Scan the lines below for the word "admits". Copy each line you find it in.

Start of EXERCISE INPUTS

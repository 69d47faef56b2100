//! Purpose: HTTP ingress for the greeting route and the JSON webhook receiver.
//! Exports: `router`, `IngressConfig`, `IngressError`, `ValidatedJson`, `ValidationIssue`.
//! Role: Builds the explicit axum `Router` served by the binary and driven by tests.
//! Invariants: `/data` reads the raw body, then decodes; each step short-circuits to an envelope.
//! Invariants: No state is shared across requests beyond the immutable body limit.
//! Notes: Inbound payloads are not authenticated (no SNS signature verification).

mod envelope;
mod validated;

use std::sync::Arc;

use axum::body::Body;
use axum::extract::{DefaultBodyLimit, State};
use axum::http::StatusCode;
use axum::routing::{get, post};
use axum::{Json, Router};
use bytes::Bytes;
use serde_json::{Value, json};
use tower_http::trace::TraceLayer;

use crate::json::parse;

pub use envelope::{
    BODY_READ_DETAIL, BODY_READ_ERROR, INVALID_JSON_DETAIL, INVALID_JSON_ERROR, IngressError,
    VALIDATION_DETAIL, VALIDATION_ERROR, ValidationIssue,
};
pub use validated::ValidatedJson;

pub const GREETING: &str = "Hello, World!";
pub const RECEIVED_SNS: &str = "Received SNS message";
pub const DEFAULT_MAX_BODY_BYTES: usize = 1024 * 1024;

#[derive(Clone, Debug)]
pub struct IngressConfig {
    pub max_body_bytes: usize,
}

impl Default for IngressConfig {
    fn default() -> Self {
        Self {
            max_body_bytes: DEFAULT_MAX_BODY_BYTES,
        }
    }
}

struct IngressState {
    max_body_bytes: usize,
}

pub fn router(config: &IngressConfig) -> Router {
    let state = Arc::new(IngressState {
        max_body_bytes: config.max_body_bytes,
    });

    Router::new()
        .route("/", get(read_root))
        .route("/data", post(post_data))
        .fallback(not_found)
        .layer(DefaultBodyLimit::max(config.max_body_bytes))
        .layer(TraceLayer::new_for_http())
        .with_state(state)
}

async fn read_root() -> Json<Value> {
    Json(json!({ "message": GREETING }))
}

async fn post_data(
    State(state): State<Arc<IngressState>>,
    body: Body,
) -> Result<Json<Value>, IngressError> {
    let bytes = read_body(body, state.max_body_bytes).await?;

    let payload = parse::decode_payload(&bytes).map_err(|failure| {
        tracing::debug!(
            category = failure.category.as_str(),
            line = failure.line,
            column = failure.column,
            "rejected request body"
        );
        IngressError::invalid_json(&failure)
    })?;

    log_payload(&payload);
    Ok(Json(json!({ "sns": RECEIVED_SNS, "payload": payload })))
}

async fn read_body(body: Body, limit: usize) -> Result<Bytes, IngressError> {
    axum::body::to_bytes(body, limit).await.map_err(|err| {
        tracing::debug!(error = %err, "failed to read request body");
        IngressError::body_read(err.to_string())
    })
}

fn log_payload(payload: &Value) {
    tracing::info!("Received SNS message. Payload contains:");
    tracing::info!("{payload}");
}

async fn not_found() -> (StatusCode, Json<Value>) {
    (StatusCode::NOT_FOUND, Json(json!({ "detail": "Not Found" })))
}
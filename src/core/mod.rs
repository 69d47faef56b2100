// Core modules shared by the binary and the ingress router.
pub mod error;
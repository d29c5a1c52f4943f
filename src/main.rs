use clap::Parser;
use pfnorm::cli::Args;
use pfnorm::normalize::{self, Options, ProcessError};
use pfnorm::pfm;
use pfnorm::types::SampleGrid;
use std::collections::BTreeMap;
use std::path::{Path, PathBuf};

fn main() {
    let args = Args::parse();

    if let Err(e) = normalize_image(&args) {
        println!("Error: {e}");
        std::process::exit(1);
    }
}

/// Run the whole normalization pipeline for one target image
fn normalize_image(args: &Args) -> Result<(), ProcessError> {
    // Stage 1: validate the configuration before any file is touched
    let options = Options::from_args(args)?;

    // Stage 2: load the target and every other distinct statistics source
    let mut target = load(&args.in_image)?;
    let mut others: BTreeMap<&PathBuf, SampleGrid> = BTreeMap::new();
    for name in &options.sources {
        if name != &args.in_image {
            others.insert(name, load(name)?);
        }
    }

    // Stage 3: pool the valid values of all sources
    let sources: Vec<&SampleGrid> = std::iter::once(&target).chain(others.values()).collect();
    let mut values = normalize::pool_valid_samples(&sources, options.ignore_value);
    println!("{count} valid values", count = values.len());

    // Stage 4: estimate the normalization range
    let estimate =
        normalize::estimate_range(&mut values, options.epsilon, options.minimum, options.maximum)?;
    println!("Minimal value: {min}", min = estimate.real_min);
    println!("Maximal value: {max}", max = estimate.real_max);
    println!("Normalizing range {bounds}", bounds = estimate.bounds);

    // Stage 5: rewrite the target in place
    let outliers = normalize::apply_range(
        &mut target,
        estimate.bounds,
        options.ignore_value,
        options.clamp,
    );
    let disposition = if options.clamp { "Clamped" } else { "Removed" };
    println!("{disposition} {outliers} outliers");

    // Stage 6: persist the result
    pfm::save_pfm(&args.out_image, &target).map_err(|e| ProcessError::SaveFailed {
        name: args.out_image.display().to_string(),
        source: e,
    })?;

    Ok(())
}

fn load(name: &Path) -> Result<SampleGrid, ProcessError> {
    pfm::load_pfm(name).map_err(|e| ProcessError::LoadFailed {
        name: name.display().to_string(),
        source: e,
    })
}
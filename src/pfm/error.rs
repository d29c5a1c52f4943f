use std::io;
use thiserror::Error;

/// PFM decode/encode failures
#[derive(Debug, Error)]
pub enum PfmError {
    #[error(transparent)]
    Io(#[from] io::Error),

    /// The magic line is neither `Pf` nor `PF`
    #[error("not a PFM file (header starts with {found:?})")]
    NotAPfmFile { found: String },

    /// `PF` marks a three-channel color image
    #[error("color PFM images are not supported")]
    ColorUnsupported,

    #[error("invalid PFM header: {0}")]
    InvalidHeader(String),

    #[error("image has a zero dimension")]
    EmptyImage,

    #[error("truncated sample data: expected {expected} bytes, got {actual}")]
    TruncatedData { expected: usize, actual: usize },
}
//! Trimmed range estimation via order-statistic selection

use super::error::EstimateError;
use crate::types::Bounds;
use std::cmp::Ordering;

/// Estimated normalization range plus the untrimmed extrema
#[derive(Debug, Clone, Copy, PartialEq)]
pub struct RangeEstimate {
    pub bounds: Bounds,
    /// Exact minimum over the full pool, for diagnostics
    pub real_min: f32,
    /// Exact maximum over the full pool, for diagnostics
    pub real_max: f32,
}

/// Derive the normalization range from the pooled values
///
/// An override, when present, is used verbatim. Otherwise the bound is the
/// value at trimmed rank `c = floor(len * epsilon / 2)` from the corresponding
/// end of the sort order, found with a linear-time selection rather than a
/// full sort; the minimum and maximum selections run independently over the
/// same buffer. With `c == 0` the selected bounds equal the true extrema.
///
/// No check forces `min <= max` afterwards: a large epsilon can produce an
/// inverted range, which is returned as-is (only explicit overrides are
/// validated, at configuration time). `apply_range` gives the degenerate
/// cases defined behavior.
///
/// The buffer may be arbitrarily reordered.
///
/// # Errors
///
/// Returns [`EstimateError::EmptyPool`] if `values` is empty.
pub fn estimate_range(
    values: &mut [f32],
    epsilon: f32,
    minimum: Option<f32>,
    maximum: Option<f32>,
) -> Result<RangeEstimate, EstimateError> {
    debug_assert!((0.0..=1.0).contains(&epsilon));

    if values.is_empty() {
        return Err(EstimateError::EmptyPool);
    }

    let (real_min, real_max) = values
        .iter()
        .fold((f32::INFINITY, f32::NEG_INFINITY), |(min, max), &value| {
            (min.min(value), max.max(value))
        });

    // Half the trimmed fraction is discarded from each tail
    let trim = (values.len() as f64 * f64::from(epsilon) / 2.0) as usize;

    let min = minimum.unwrap_or_else(|| {
        let (_, nth, _) = values.select_nth_unstable_by(trim, cmp_samples);
        *nth
    });

    let max = maximum.unwrap_or_else(|| {
        let (_, nth, _) = values.select_nth_unstable_by(trim, |a, b| cmp_samples(b, a));
        *nth
    });

    Ok(RangeEstimate {
        bounds: Bounds::new(min, max),
        real_min,
        real_max,
    })
}

#[inline]
fn cmp_samples(a: &f32, b: &f32) -> Ordering {
    a.partial_cmp(b).unwrap_or(Ordering::Equal)
}
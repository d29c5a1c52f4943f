//! Reading and writing single-channel PFM (Portable FloatMap) images
//!
//! The normalizer is position-preserving, so the raster row order of the
//! format is irrelevant here: samples round-trip verbatim in file order.

mod error;
mod reader;
mod writer;

// Re-export public API
pub use error::PfmError;
pub use reader::load_pfm;
pub use writer::save_pfm;
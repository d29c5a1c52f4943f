use crate::pfm::PfmError;
use thiserror::Error;

/// Configuration rejected before any image is read
#[derive(Debug, Error, Clone, Copy, PartialEq)]
pub enum ConfigError {
    #[error("epsilon is supposed to be in the interval [0.0, 1.0], got {0}")]
    EpsilonOutOfRange(f32),

    #[error("minimum ({min}) has to be smaller than maximum ({max})")]
    BoundsInverted { min: f32, max: f32 },
}

/// Range estimation failure
#[derive(Debug, Error, Clone, Copy, PartialEq, Eq)]
pub enum EstimateError {
    /// Every sample of every source was equal to the ignore value
    #[error("no valid values to estimate a range from")]
    EmptyPool,
}

/// Pipeline error, carrying the stage that failed
#[derive(Debug, Error)]
pub enum ProcessError {
    /// Rejected configuration - nothing has been read or written
    #[error("{0}")]
    Config(#[from] ConfigError),

    /// A statistics source (the target included) failed to load
    #[error("Could not load image {name}: {source}")]
    LoadFailed { name: String, source: PfmError },

    /// The sample pool yielded no usable range
    #[error("{0}")]
    Estimate(#[from] EstimateError),

    /// The normalized target could not be persisted
    #[error("Could not save image {name}: {source}")]
    SaveFailed { name: String, source: PfmError },
}
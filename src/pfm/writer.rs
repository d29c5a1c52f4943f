//! PFM encoding

use super::error::PfmError;
use crate::types::SampleGrid;
use std::fs::File;
use std::io::{BufWriter, Write};
use std::path::Path;

/// Write `grid` as a little-endian single-channel PFM image
///
/// # Errors
///
/// Fails on I/O errors only; any in-memory grid is encodable.
pub fn save_pfm(path: &Path, grid: &SampleGrid) -> Result<(), PfmError> {
    let file = File::create(path)?;
    let mut writer = BufWriter::new(file);

    let dimensions = grid.dimensions();
    writeln!(writer, "Pf")?;
    writeln!(
        writer,
        "{width} {height}",
        width = dimensions.width,
        height = dimensions.height
    )?;
    // Negative scale marks little-endian samples
    writeln!(writer, "-1.0")?;

    for &value in grid.samples() {
        writer.write_all(&value.to_le_bytes())?;
    }
    writer.flush()?;

    Ok(())
}
//! Sample pooling across the statistics sources

use crate::types::SampleGrid;

/// Collect every valid value from the given grids into one combined buffer
///
/// A value is valid iff it is not exactly equal to `ignore_value`. The buffer
/// is sized up front from the total element count of all grids; its order
/// carries no meaning and later stages are free to rearrange it. The grids
/// themselves are only read.
#[must_use]
pub fn pool_valid_samples(grids: &[&SampleGrid], ignore_value: f32) -> Vec<f32> {
    let total: usize = grids.iter().map(|grid| grid.element_count()).sum();

    let mut values = Vec::with_capacity(total);
    for grid in grids {
        values.extend(
            grid.samples()
                .iter()
                .copied()
                .filter(|&value| value != ignore_value),
        );
    }

    values
}
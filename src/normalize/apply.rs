//! In-place application of a normalization range

use crate::types::{Bounds, SampleGrid};

/// Rewrite `grid` in place, mapping `[min, max]` linearly onto [0, 1]
///
/// Values equal to `ignore_value` are left untouched and not counted. Values
/// outside the range become 1.0 / 0.0 when `clamp` is set, or `ignore_value`
/// otherwise; the number of such outliers is returned.
///
/// A collapsed range (`delta == 0`) admits `min` as its only in-range value
/// and maps it to exactly 0.0 instead of dividing by zero. An inverted range
/// (`min > max`) admits no in-range value at all, so every valid sample is an
/// outlier and `delta` is never used.
pub fn apply_range(
    grid: &mut SampleGrid,
    bounds: Bounds,
    ignore_value: f32,
    clamp: bool,
) -> usize {
    let delta = bounds.delta();
    let divisor = if delta == 0.0 { 1.0 } else { delta };

    let mut outliers = 0;
    for index in 0..grid.element_count() {
        let value = grid.get(index);

        if value == ignore_value {
            continue;
        }

        if value >= bounds.min {
            if value <= bounds.max {
                grid.set(index, (value - bounds.min) / divisor);
            } else {
                grid.set(index, if clamp { 1.0 } else { ignore_value });
                outliers += 1;
            }
        } else {
            grid.set(index, if clamp { 0.0 } else { ignore_value });
            outliers += 1;
        }
    }

    outliers
}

End of EXERCISE INPUTS

EXERCISE OUTPUT -
/// A collapsed range (`delta == 0`) admits `min` as its only in-range value
/// (`min > max`) admits no in-range value at all, so every valid sample is an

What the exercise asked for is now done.